(INSTRUCTIONS FOR THE TASK) An exact transcription of all the data is the expected reply.
==========
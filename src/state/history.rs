//! Bounded record of recently generated sequences.

use std::collections::VecDeque;
use std::iter::Rev;

use chrono::{DateTime, Utc};
use serde::Serialize;

/// Maximum number of generation events kept for display.
pub const HISTORY_CAPACITY: usize = 20;

/// One sequence number handed out by the service, as seen by this dashboard.
#[derive(Debug, Clone, PartialEq, Serialize)]
pub struct SequenceEvent {
    pub sequence_number: u64,
    pub site_id: String,
    pub partition_id: String,
    pub invoice_type: String,
    pub gap_filled: bool,
    pub timestamp: DateTime<Utc>,
    pub processing_time_ms: Option<u64>,
}

impl SequenceEvent {
    /// `site-partition` key, matching the service's distribution buckets.
    pub fn site_partition(&self) -> String {
        format!("{}-{}", self.site_id, self.partition_id)
    }
}

/// Newest-first buffer that never holds more than [`HISTORY_CAPACITY`] events.
#[derive(Debug, Clone, Default, PartialEq)]
pub struct HistoryBuffer {
    entries: VecDeque<SequenceEvent>,
}

impl HistoryBuffer {
    pub fn new() -> Self {
        Self {
            entries: VecDeque::with_capacity(HISTORY_CAPACITY + 1),
        }
    }

    /// Prepend `event`, evicting the oldest entry once over capacity.
    pub fn push(&mut self, event: SequenceEvent) {
        self.entries.push_front(event);
        if self.entries.len() > HISTORY_CAPACITY {
            self.entries.pop_back();
        }
    }

    pub fn clear(&mut self) {
        self.entries.clear();
    }

    pub fn len(&self) -> usize {
        self.entries.len()
    }

    pub fn is_empty(&self) -> bool {
        self.entries.is_empty()
    }

    /// Most recently pushed event.
    pub fn latest(&self) -> Option<&SequenceEvent> {
        self.entries.front()
    }

    /// Events newest-first.
    pub fn iter(&self) -> std::collections::vec_deque::Iter<'_, SequenceEvent> {
        self.entries.iter()
    }

    /// Events oldest-first. The iterator is lazy and can be cloned to restart it.
    pub fn chronological(&self) -> Rev<std::collections::vec_deque::Iter<'_, SequenceEvent>> {
        self.entries.iter().rev()
    }
}

#[cfg(test)]
pub(crate) fn sample_event(sequence_number: u64) -> SequenceEvent {
    use chrono::TimeZone;

    SequenceEvent {
        sequence_number,
        site_id: "S1".to_string(),
        partition_id: "P1".to_string(),
        invoice_type: "INV".to_string(),
        gap_filled: false,
        timestamp: Utc
            .timestamp_opt(1_700_000_000 + sequence_number as i64, 0)
            .single()
            .unwrap(),
        processing_time_ms: Some(3),
    }
}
==========
(ANSWER BOX)
filename src/state/history.rs
//! Bounded record of recently generated sequences.

use std::collections::VecDeque;
use std::iter::Rev;

use chrono::{DateTime, Utc};
use serde::Serialize;

/// Maximum number of generation events kept for display.
pub const HISTORY_CAPACITY: usize = 20;

/// One sequence number handed out by the service, as seen by this dashboard.
#[derive(Debug, Clone, PartialEq, Serialize)]
pub struct SequenceEvent {
    pub sequence_number: u64,
    pub site_id: String,
    pub partition_id: String,
    pub invoice_type: String,
    pub gap_filled: bool,
    pub timestamp: DateTime<Utc>,
    pub processing_time_ms: Option<u64>,
}

impl SequenceEvent {
    /// `site-partition` key, matching the service's distribution buckets.
    pub fn site_partition(&self) -> String {
        format!("{}-{}", self.site_id, self.partition_id)
    }
}

/// Newest-first buffer that never holds more than [`HISTORY_CAPACITY`] events.
#[derive(Debug, Clone, Default, PartialEq)]
pub struct HistoryBuffer {
    entries: VecDeque<SequenceEvent>,
}

impl HistoryBuffer {
    pub fn new() -> Self {
        Self {
            entries: VecDeque::with_capacity(HISTORY_CAPACITY + 1),
        }
    }

    /// Prepend `event`, evicting the oldest entry once over capacity.
    pub fn push(&mut self, event: SequenceEvent) {
        self.entries.push_front(event);
        if self.entries.len() > HISTORY_CAPACITY {
            self.entries.pop_back();
        }
    }

    pub fn clear(&mut self) {
        self.entries.clear();
    }

    pub fn len(&self) -> usize {
        self.entries.len()
    }

    pub fn is_empty(&self) -> bool {
        self.entries.is_empty()
    }

    /// Most recently pushed event.
    pub fn latest(&self) -> Option<&SequenceEvent> {
        self.entries.front()
    }

    /// Events newest-first.
    pub fn iter(&self) -> std::collections::vec_deque::Iter<'_, SequenceEvent> {
        self.entries.iter()
    }

    /// Events oldest-first. The iterator is lazy and can be cloned to restart it.
    pub fn chronological(&self) -> Rev<std::collections::vec_deque::Iter<'_, SequenceEvent>> {
        self.entries.iter().rev()
    }
}

#[cfg(test)]
pub(crate) fn sample_event(sequence_number: u64) -> SequenceEvent {
    use chrono::TimeZone;

    SequenceEvent {
        sequence_number,
        site_id: "S1".to_string(),
        partition_id: "P1".to_string(),
        invoice_type: "INV".to_string(),
        gap_filled: false,
        timestamp: Utc
            .timestamp_opt(1_700_000_000 + sequence_number as i64, 0)
            .single()
            .unwrap(),
        processing_time_ms: Some(3),
    }
}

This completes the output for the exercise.